Southbank Centre 2012
They are the Young Producers working with Exiled Writers Ink and they read and recited their poems on subjects as diverse as the London Riots, violence and exploitation and overcoming the odds set against you.
They were joined on stage by Parnassus Poets Shailja Patel and Kosal Khiev and later music by Aroba Red.

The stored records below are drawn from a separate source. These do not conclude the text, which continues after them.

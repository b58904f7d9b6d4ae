//! INI configuration file.
//!
//! ```ini
//! [repository]
//! base_url = https://projectes.xtec.cat/clic/
//! site_url = https://clic.xtec.cat/repo/
//!
//! [download]
//! concurrency = 20
//! timeout_secs = 60
//! debug = false
//! allow_local_origin = false
//!
//! [logging]
//! file =
//! ```

use std::path::{Path, PathBuf};

use ini::Ini;
use tracing::debug;

use super::error::{ConfigError, ConfigResult};
use crate::download::{DEFAULT_CONCURRENCY, DEFAULT_TIMEOUT_SECS};

/// Default repository holding `projects.json` and the project folders.
pub const DEFAULT_BASE_URL: &str = "https://projectes.xtec.cat/clic/";

/// Default public catalog page used for share links.
pub const DEFAULT_SITE_URL: &str = "https://clic.xtec.cat/repo/";

/// Application directory name under the user's config directory.
const APP_DIR: &str = "clicrepo";

/// Path of the user's configuration file.
pub fn config_file_path() -> PathBuf {
    dirs::config_dir()
        .unwrap_or_else(|| PathBuf::from("."))
        .join(APP_DIR)
        .join("config.ini")
}

/// `[repository]` section.
#[derive(Debug, Clone, PartialEq, Eq)]
pub struct RepositorySettings {
    pub base_url: String,
    pub site_url: String,
}

impl Default for RepositorySettings {
    fn default() -> Self {
        Self {
            base_url: DEFAULT_BASE_URL.to_string(),
            site_url: DEFAULT_SITE_URL.to_string(),
        }
    }
}

/// `[download]` section.
#[derive(Debug, Clone, PartialEq, Eq)]
pub struct DownloadSettings {
    pub concurrency: usize,
    pub timeout_secs: u64,
    pub debug: bool,
    pub allow_local_origin: bool,
}

impl Default for DownloadSettings {
    fn default() -> Self {
        Self {
            concurrency: DEFAULT_CONCURRENCY,
            timeout_secs: DEFAULT_TIMEOUT_SECS,
            debug: false,
            allow_local_origin: false,
        }
    }
}

/// `[logging]` section.
#[derive(Debug, Clone, Default, PartialEq, Eq)]
pub struct LoggingSettings {
    /// Optional log file; console only when unset.
    pub file: Option<PathBuf>,
}

/// Parsed configuration file.
#[derive(Debug, Clone, Default, PartialEq, Eq)]
pub struct ConfigFile {
    pub repository: RepositorySettings,
    pub download: DownloadSettings,
    pub logging: LoggingSettings,
}

impl ConfigFile {
    /// Load the user's configuration file.
    ///
    /// A missing file yields the defaults.
    pub fn load() -> ConfigResult<Self> {
        Self::load_from(&config_file_path())
    }

    /// Load configuration from a specific path.
    pub fn load_from(path: &Path) -> ConfigResult<Self> {
        if !path.exists() {
            debug!(path = %path.display(), "No config file, using defaults");
            return Ok(Self::default());
        }

        let ini = Ini::load_from_file(path).map_err(|e| ConfigError::Read {
            path: path.to_path_buf(),
            reason: e.to_string(),
        })?;
        Self::from_ini(&ini)
    }

    /// Save to the user's configuration file.
    pub fn save(&self) -> ConfigResult<()> {
        self.save_to(&config_file_path())
    }

    /// Save configuration to a specific path, creating parent directories.
    pub fn save_to(&self, path: &Path) -> ConfigResult<()> {
        let write_err = |source| ConfigError::Write {
            path: path.to_path_buf(),
            source,
        };

        if let Some(parent) = path.parent() {
            std::fs::create_dir_all(parent).map_err(write_err)?;
        }
        self.to_ini().write_to_file(path).map_err(write_err)
    }

    fn from_ini(ini: &Ini) -> ConfigResult<Self> {
        let mut config = Self::default();
        for key in super::ConfigKey::all() {
            if let Some(value) = ini.get_from(Some(key.section()), key.key_name()) {
                key.set(&mut config, value)?;
            }
        }
        Ok(config)
    }

    fn to_ini(&self) -> Ini {
        let mut ini = Ini::new();
        for key in super::ConfigKey::all() {
            ini.with_section(Some(key.section()))
                .set(key.key_name(), key.get(self));
        }
        ini
    }
}

#[cfg(test)]
mod tests {
    use super::*;

    #[test]
    fn test_defaults() {
        let config = ConfigFile::default();
        assert_eq!(config.download.concurrency, 20);
        assert!(!config.download.debug);
        assert!(!config.download.allow_local_origin);
        assert_eq!(config.repository.base_url, DEFAULT_BASE_URL);
        assert!(config.logging.file.is_none());
    }

    #[test]
    fn test_missing_file_yields_defaults() {
        let dir = tempfile::tempdir().unwrap();
        let config = ConfigFile::load_from(&dir.path().join("nope.ini")).unwrap();
        assert_eq!(config, ConfigFile::default());
    }

    #[test]
    fn test_save_and_load_roundtrip() {
        let dir = tempfile::tempdir().unwrap();
        let path = dir.path().join("sub").join("config.ini");

        let mut config = ConfigFile::default();
        config.repository.base_url = "http://localhost:8080/repo/".to_string();
        config.download.concurrency = 5;
        config.download.debug = true;
        config.logging.file = Some(PathBuf::from("/tmp/clicrepo.log"));

        config.save_to(&path).unwrap();
        let loaded = ConfigFile::load_from(&path).unwrap();

        assert_eq!(loaded, config);
    }

    #[test]
    fn test_partial_file_keeps_other_defaults() {
        let dir = tempfile::tempdir().unwrap();
        let path = dir.path().join("config.ini");
        std::fs::write(&path, "[download]\nconcurrency = 8\n").unwrap();

        let config = ConfigFile::load_from(&path).unwrap();
        assert_eq!(config.download.concurrency, 8);
        assert_eq!(config.download.timeout_secs, DEFAULT_TIMEOUT_SECS);
        assert_eq!(config.repository, RepositorySettings::default());
    }

    #[test]
    fn test_invalid_value_reported() {
        let dir = tempfile::tempdir().unwrap();
        let path = dir.path().join("config.ini");
        std::fs::write(&path, "[download]\nconcurrency = many\n").unwrap();

        let err = ConfigFile::load_from(&path).unwrap_err();
        assert!(matches!(err, ConfigError::InvalidValue { .. }));
    }
}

Shaija Patel's poetry was very hard-hitting describing the attitudes of US soldiers born into a world or priviledge and expectation and she highlighted the fact that there are 50,000 US troops in South Korea who act just as they want. She then used poetry to express the views of women with small children caught up in the US prison system.They get sent to jail for possession of a small amount of drugs on the street and Patel contrasted this with the students of Yale who do drugs but somehow manage to escape a jail term, graduate and bag the best jobs. 'Project Pride' is helping these women in the prison system.
Kosal Khiev http://www.spokenkosal.com/
He was born in a Thai refugee camp. As a child he fled the Khmer Rouge with his family and went to the USA. Caught up in gang culture he got arrested at 16 and went to jail for 14 years where he discovered spoken word poetry from a Vietnam War Veteran. When released in 2011 the US deported him to Cambodia and he is now in exile separated from his family.
He recited his poems 'The Time is Now', 'CCC', 'Home Sweet Home', Speak When You are Ready' and 'Moments in Between the Night' which is a phrase that came to him when he was lying on his bunk in the middle of the night in jail. He is changing the way poetry is spoken. He spoke of youth getting snared in a system that recycles youth offenders and how prison is a warehouse.
What an evening it was listening to all of this and yet with the music half way through and at the end there was a chilled out thoughtful vibe in The Front Room at the Elizabeth Hall.